Dans la nuit du 2 au 3 janvier 2026, le paisible village de Saint-Pierre-Église, situé dans le Nord-Cotentin, a été le théâtre d'un acte de vandalisme révoltant. Neuf graffitis, incluant des insultes misogynes et une croix gammée, ont été découverts sur les murs de la commune, provoquant une onde de choc parmi les habitants.

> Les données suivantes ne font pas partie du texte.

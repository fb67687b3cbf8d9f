//! Domain-level errors.
//!
//! These errors represent business rule violations and domain logic failures.
//! They are independent of infrastructure concerns (database, transport).

use thiserror::Error;

/// Domain-specific errors for business rule violations.
#[derive(Error, Debug, Clone, PartialEq, Eq)]
pub enum DomainError {
    /// Validation failed for a field or input
    #[error("Validation error: {0}")]
    Validation(String),

    /// Password-related errors
    #[error("Password error: {0}")]
    Password(String),

    /// A stored value falls outside its closed value set
    #[error("Invalid {field} value: {value}")]
    InvalidValue { field: &'static str, value: String },

    /// A state change the lifecycle does not allow
    #[error("Cannot transition from {from} to {to}")]
    InvalidTransition { from: String, to: String },

    /// Internal domain error
    #[error("Internal error: {0}")]
    Internal(String),
}

impl DomainError {
    /// Create a validation error
    pub fn validation(msg: impl Into<String>) -> Self {
        DomainError::Validation(msg.into())
    }

    /// Create a password error
    pub fn password(msg: impl Into<String>) -> Self {
        DomainError::Password(msg.into())
    }

    /// Create an invalid value error for a named field
    pub fn invalid_value(field: &'static str, value: impl Into<String>) -> Self {
        DomainError::InvalidValue {
            field,
            value: value.into(),
        }
    }

    /// Create an internal error
    pub fn internal(msg: impl Into<String>) -> Self {
        DomainError::Internal(msg.into())
    }
}

impl From<validator::ValidationErrors> for DomainError {
    fn from(errors: validator::ValidationErrors) -> Self {
        DomainError::Validation(errors.to_string())
    }
}

/// Result type alias for domain operations
pub type DomainResult<T> = Result<T, DomainError>;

Selon Stéphane Lebaron, adjoint au maire, les lieux touchés n'étaient pas spécifiquement ciblés, soulevant ainsi des interrogations sur les motivations des auteurs. Cet acte a rappelé des incidents similaires survenus dans d'autres communes comme dans le pays bigouden, où des tags antisémites avaient été retrouvés, laissant penser à une montée inquiétante de l'intolérance dans certaines régions de France.
Les vandales semblent avoir choisi des surfaces bien visibles, débutant leur désastreux parcours sur les murs de l'ancien centre socioculturel, le complexe Folières, avant de se déplacer le long des routes environnantes. Les gendarmes ont ouvert une enquête pour tenter de retrouver les coupables, mais pour l'heure, aucun suspect n'a été identifié.
Les réactions de la communauté sont unanimes, exprimant à la fois colère et tristesse. "C'est inacceptable. Nous devons nous unir contre toutes les formes de haine", a déclaré un habitant, tandis qu'une avocat spécialisée en droit pénal insiste sur la nécessité de sanctions sévères pour les actes de ce type. Selon elle, "la répression est essentielle pour protéger nos valeurs républicaines". Les élus locaux renforcent également les mesures de sécurité pour prévenir d’autres actes similaires.
Alors que l'enquête se poursuit, il est impératif que cette situation serve de base à une réflexion collective sur la haine et l'intolérance dans notre société. Les mots ont du pouvoir, et il est crucial de rappeler à chacun d'entre nous notre responsabilité dans la promotion d'une culture de respect et de paix.